Имя Чабуа я упомянул вскользь (судя по черновику 27 апреля), а оказалось, к месту. Ибо сегодня, когда я напоследок проглядывал этот текст, ко мне неожиданно заглянул наш с ним общий шведский друг, писатель Питер Курман, у которого мы выпивали втроем на его даче в Швеции русскую водку в 1988-м. Было что вспомнить!
С Чабуа Амирэджиби я познакомился на похоронах Юрия Домбровского. Он был красивее всех и речь над могилой произнес лучше всех, но для меня был, прежде всего, трижды бежавший из колымских лагерей зэк (Дата Туташхиа еще не был так знаменит).
Мы помянули Домбровского в ЦДЛ и так подружились. Развал Союза нас разлучил.
И сейчас Питер сообщил мне, что Чабуа ушел в монахи. Надо же было узнать об этом именно в Швеции!

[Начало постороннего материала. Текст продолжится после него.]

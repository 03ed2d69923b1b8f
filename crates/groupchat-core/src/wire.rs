//! Line-oriented chat protocol.
//!
//! Every frame is one UTF-8 line terminated by `\n`. Fields are separated by
//! a single tab, so user supplied names and chat text are sanitized before
//! they are framed.

use std::borrow::Cow;
use thiserror::Error;

pub const DEFAULT_MAX_FRAME_BYTES: usize = 64 * 1024;

pub const JOIN_REQUEST_HEADER: &str = "[UNAME]";
pub const JOIN_ACK_HEADER: &str = "[ACK_CONN]";
pub const JOIN_HEADER: &str = "[NC]";
pub const LEAVE_HEADER: &str = "[DC]";
pub const CHAT_MESSAGE_HEADER: &str = "[MSG]";

const FIELD_SEPARATOR: char = '\t';

#[derive(Debug, Clone, PartialEq, Eq)]
pub enum Frame {
    /// First line a client sends, carrying the display name it would like.
    JoinRequest { name: String },
    /// Server reply to a join. `users` includes `resolved_name`.
    JoinAck {
        resolved_name: String,
        users: Vec<String>,
    },
    Join { name: String },
    Leave { name: String },
    ChatMessage { name: String, text: String },
}

impl Frame {
    pub fn header(&self) -> &'static str {
        match self {
            Frame::JoinRequest { .. } => JOIN_REQUEST_HEADER,
            Frame::JoinAck { .. } => JOIN_ACK_HEADER,
            Frame::Join { .. } => JOIN_HEADER,
            Frame::Leave { .. } => LEAVE_HEADER,
            Frame::ChatMessage { .. } => CHAT_MESSAGE_HEADER,
        }
    }

    pub fn kind(&self) -> &'static str {
        match self {
            Frame::JoinRequest { .. } => "join_request",
            Frame::JoinAck { .. } => "join_ack",
            Frame::Join { .. } => "join",
            Frame::Leave { .. } => "leave",
            Frame::ChatMessage { .. } => "chat_message",
        }
    }
}

#[derive(Debug, Clone, PartialEq, Eq, Error)]
pub enum FrameError {
    #[error("empty frame")]
    Empty,
    #[error("unrecognized frame header: {0}")]
    UnknownHeader(String),
    #[error("{kind} frame expects {expected} fields, got {actual}")]
    FieldCount {
        kind: &'static str,
        expected: &'static str,
        actual: usize,
    },
    #[error("{kind} frame has an empty {field}")]
    EmptyField {
        kind: &'static str,
        field: &'static str,
    },
    #[error("frame is not valid utf-8: {0}")]
    InvalidUtf8(String),
    #[error("frame exceeds max size: {size} > {max}")]
    OversizedFrame { size: usize, max: usize },
    #[error("buffer exceeds max size without delimiter: {size} > {max}")]
    OversizedBuffer { size: usize, max: usize },
}

/// Replaces characters that would break framing. Tabs become a single space;
/// stray CR/LF are flattened the same way since they would end the line.
pub fn sanitize_field(value: &str) -> Cow<'_, str> {
    if !value.contains(['\t', '\r', '\n']) {
        return Cow::Borrowed(value);
    }
    Cow::Owned(
        value
            .chars()
            .map(|ch| match ch {
                '\t' | '\r' | '\n' => ' ',
                other => other,
            })
            .collect(),
    )
}

pub fn encode_frame(frame: &Frame, max_frame_bytes: usize) -> Result<Vec<u8>, FrameError> {
    let mut line = String::from(frame.header());
    let mut push = |value: &str| {
        line.push(FIELD_SEPARATOR);
        line.push_str(&sanitize_field(value));
    };
    match frame {
        Frame::JoinRequest { name } | Frame::Join { name } | Frame::Leave { name } => push(name),
        Frame::JoinAck {
            resolved_name,
            users,
        } => {
            push(resolved_name);
            for user in users {
                push(user);
            }
        }
        Frame::ChatMessage { name, text } => {
            push(name);
            push(text);
        }
    }
    finish_line(line, max_frame_bytes)
}

/// Encodes chat text the way a client sends it: bare text, no header.
pub fn encode_chat_line(text: &str, max_frame_bytes: usize) -> Result<Vec<u8>, FrameError> {
    finish_line(sanitize_field(text).into_owned(), max_frame_bytes)
}

fn finish_line(line: String, max_frame_bytes: usize) -> Result<Vec<u8>, FrameError> {
    if line.len() > max_frame_bytes {
        return Err(FrameError::OversizedFrame {
            size: line.len(),
            max: max_frame_bytes,
        });
    }
    let mut encoded = line.into_bytes();
    encoded.push(b'\n');
    Ok(encoded)
}

fn strip_line_ending(bytes: &[u8]) -> &[u8] {
    let mut raw = bytes;
    if raw.ends_with(b"\n") {
        raw = &raw[..raw.len() - 1];
    }
    if raw.ends_with(b"\r") {
        raw = &raw[..raw.len() - 1];
    }
    raw
}

fn line_text(bytes: &[u8], max_frame_bytes: usize) -> Result<&str, FrameError> {
    let raw = strip_line_ending(bytes);
    if raw.len() > max_frame_bytes {
        return Err(FrameError::OversizedFrame {
            size: raw.len(),
            max: max_frame_bytes,
        });
    }
    std::str::from_utf8(raw).map_err(|err| FrameError::InvalidUtf8(err.to_string()))
}

pub fn decode_frame(bytes: &[u8], max_frame_bytes: usize) -> Result<Frame, FrameError> {
    let line = line_text(bytes, max_frame_bytes)?;
    if line.is_empty() {
        return Err(FrameError::Empty);
    }
    let (header, rest) = match line.split_once(FIELD_SEPARATOR) {
        Some((header, rest)) => (header, Some(rest)),
        None => (line, None),
    };

    match header {
        JOIN_REQUEST_HEADER => {
            let name = single_field("join_request", rest)?;
            Ok(Frame::JoinRequest { name })
        }
        JOIN_HEADER => {
            let name = single_field("join", rest)?;
            Ok(Frame::Join { name })
        }
        LEAVE_HEADER => {
            let name = single_field("leave", rest)?;
            Ok(Frame::Leave { name })
        }
        JOIN_ACK_HEADER => {
            let fields = rest
                .map(|rest| rest.split(FIELD_SEPARATOR).collect::<Vec<_>>())
                .unwrap_or_default();
            if fields.len() < 2 {
                return Err(FrameError::FieldCount {
                    kind: "join_ack",
                    expected: "at least 3",
                    actual: fields.len() + 1,
                });
            }
            if fields[0].is_empty() {
                return Err(FrameError::EmptyField {
                    kind: "join_ack",
                    field: "resolved name",
                });
            }
            Ok(Frame::JoinAck {
                resolved_name: fields[0].to_string(),
                users: fields[1..]
                    .iter()
                    .filter(|name| !name.is_empty())
                    .map(|name| name.to_string())
                    .collect(),
            })
        }
        CHAT_MESSAGE_HEADER => {
            let Some((name, text)) = rest.and_then(|rest| rest.split_once(FIELD_SEPARATOR)) else {
                return Err(FrameError::FieldCount {
                    kind: "chat_message",
                    expected: "3",
                    actual: if rest.is_some() { 2 } else { 1 },
                });
            };
            if name.is_empty() {
                return Err(FrameError::EmptyField {
                    kind: "chat_message",
                    field: "name",
                });
            }
            Ok(Frame::ChatMessage {
                name: name.to_string(),
                text: sanitize_field(text).into_owned(),
            })
        }
        other => Err(FrameError::UnknownHeader(other.to_string())),
    }
}

fn single_field(kind: &'static str, rest: Option<&str>) -> Result<String, FrameError> {
    let Some(rest) = rest else {
        return Err(FrameError::FieldCount {
            kind,
            expected: "2",
            actual: 1,
        });
    };
    if rest.contains(FIELD_SEPARATOR) {
        return Err(FrameError::FieldCount {
            kind,
            expected: "2",
            actual: rest.split(FIELD_SEPARATOR).count() + 1,
        });
    }
    if rest.is_empty() {
        return Err(FrameError::EmptyField {
            kind,
            field: "name",
        });
    }
    Ok(rest.to_string())
}

/// Decodes a line of raw chat text sent by a joined client.
///
/// Returns `Ok(None)` for blank lines, which carry no message.
pub fn decode_chat_line(bytes: &[u8], max_frame_bytes: usize) -> Result<Option<String>, FrameError> {
    let line = line_text(bytes, max_frame_bytes)?;
    if line.is_empty() {
        return Ok(None);
    }
    Ok(Some(sanitize_field(line).into_owned()))
}

#[derive(Debug, Clone, Default)]
pub struct DecodeReport {
    pub frames: Vec<Frame>,
    pub errors: Vec<FrameError>,
}

/// Incremental decoder for a byte stream of frames. Partial lines are kept
/// until their delimiter arrives.
pub struct LineFrameDecoder {
    max_frame_bytes: usize,
    pending: Vec<u8>,
}

impl LineFrameDecoder {
    pub fn new(max_frame_bytes: usize) -> Self {
        Self {
            max_frame_bytes,
            pending: Vec::new(),
        }
    }

    pub fn push_chunk(&mut self, chunk: &[u8]) -> DecodeReport {
        let mut report = DecodeReport::default();
        self.pending.extend_from_slice(chunk);

        while let Some(newline_idx) = self.pending.iter().position(|byte| *byte == b'\n') {
            let frame = self.pending.drain(..=newline_idx).collect::<Vec<u8>>();
            if strip_line_ending(&frame).is_empty() {
                continue;
            }
            self.decode_into(&frame, &mut report);
        }

        if self.pending.len() > self.max_frame_bytes {
            report.errors.push(FrameError::OversizedBuffer {
                size: self.pending.len(),
                max: self.max_frame_bytes,
            });
            self.pending.clear();
        }

        report
    }

    /// Decodes whatever is left once the stream has ended.
    pub fn finish(&mut self) -> DecodeReport {
        let mut report = DecodeReport::default();
        let rest = std::mem::take(&mut self.pending);
        if !strip_line_ending(&rest).is_empty() {
            self.decode_into(&rest, &mut report);
        }
        report
    }

    fn decode_into(&self, frame: &[u8], report: &mut DecodeReport) {
        match decode_frame(frame, self.max_frame_bytes) {
            Ok(parsed) => report.frames.push(parsed),
            Err(err) => report.errors.push(err),
        }
    }
}

impl Default for LineFrameDecoder {
    fn default() -> Self {
        Self::new(DEFAULT_MAX_FRAME_BYTES)
    }
}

Вот четвертый, возможно, самый великий его побег! Потомственный рыцарь, князь царских кровей, через лагеря и писательство, не прогнувшись, не продавшись, куда было ему податься в наше время как не в воинство Господа? Помяни, Чабук, меня в своих молитвах, а я и так не премину это сделать.
20 мая 2011 года, Готланд
6
"Озноб" в исполнении Чулпан Хаматовой.
7
Rembrandt created masterpieces… We created Rembrandt.
8
У древних греков существовал миф о гигантской двухголовой змее, вторая голова которой находится на хвосте; называли ее Амфисбена (греч.: "с обеих сторон – иду"). Как явствует из названия, Амфисбена могла двигаться в обоих направлениях – утверждали, что ради этого она засовывает одну голову в рот второй и катится, как обруч.
9
"Видно было, что весь кустик был переехан колесом и уже после поднялся и потому стоял боком, но все-таки стоял. Точно вырвали у него кусок тела, вывернули внутренности, оторвали руку, выкололи глаз. Но он все стоит и не сдается человеку, уничтожившему всех его братии кругом его.
"Экая энергия! – подумал я. – Все победил человек, миллионы трав уничтожил, а этот все не сдается".
И мне вспомнилась одна давнишняя кавказская история часть которой я видел, часть слышал от очевидцев, а часть вообразил себе. История эта, так, как она сложилась в моем воспоминании и воображении, вот какая. Это было в конце 1851-го года.
В холодный ноябрьский вечер Хаджи-Мурат въезжал в курившийся душистым кизячным дымом чеченский немирной аул Махкет".
(Страница цитируется на одной из граней стеллы. На другой может быть посвящение "Последнему произведению", к Столетию ухода Л. Н. Толстого.)
10
Великопостная молитва Ефрема Сирина в переложении Пушкина, 1836
11
CV? Сurriculum vitæ (в переводе с лат. – "ход жизни") – краткое описание жизни и профессиональных навыков. (Анти-CV написано для американского издательства, готовящего перевод "Преподавателя симметрии", вместо их занудной анкеты о разного рода званиях и наградах автора, с тем чтобы они сами выбрали, что им может пригодиться для PR.)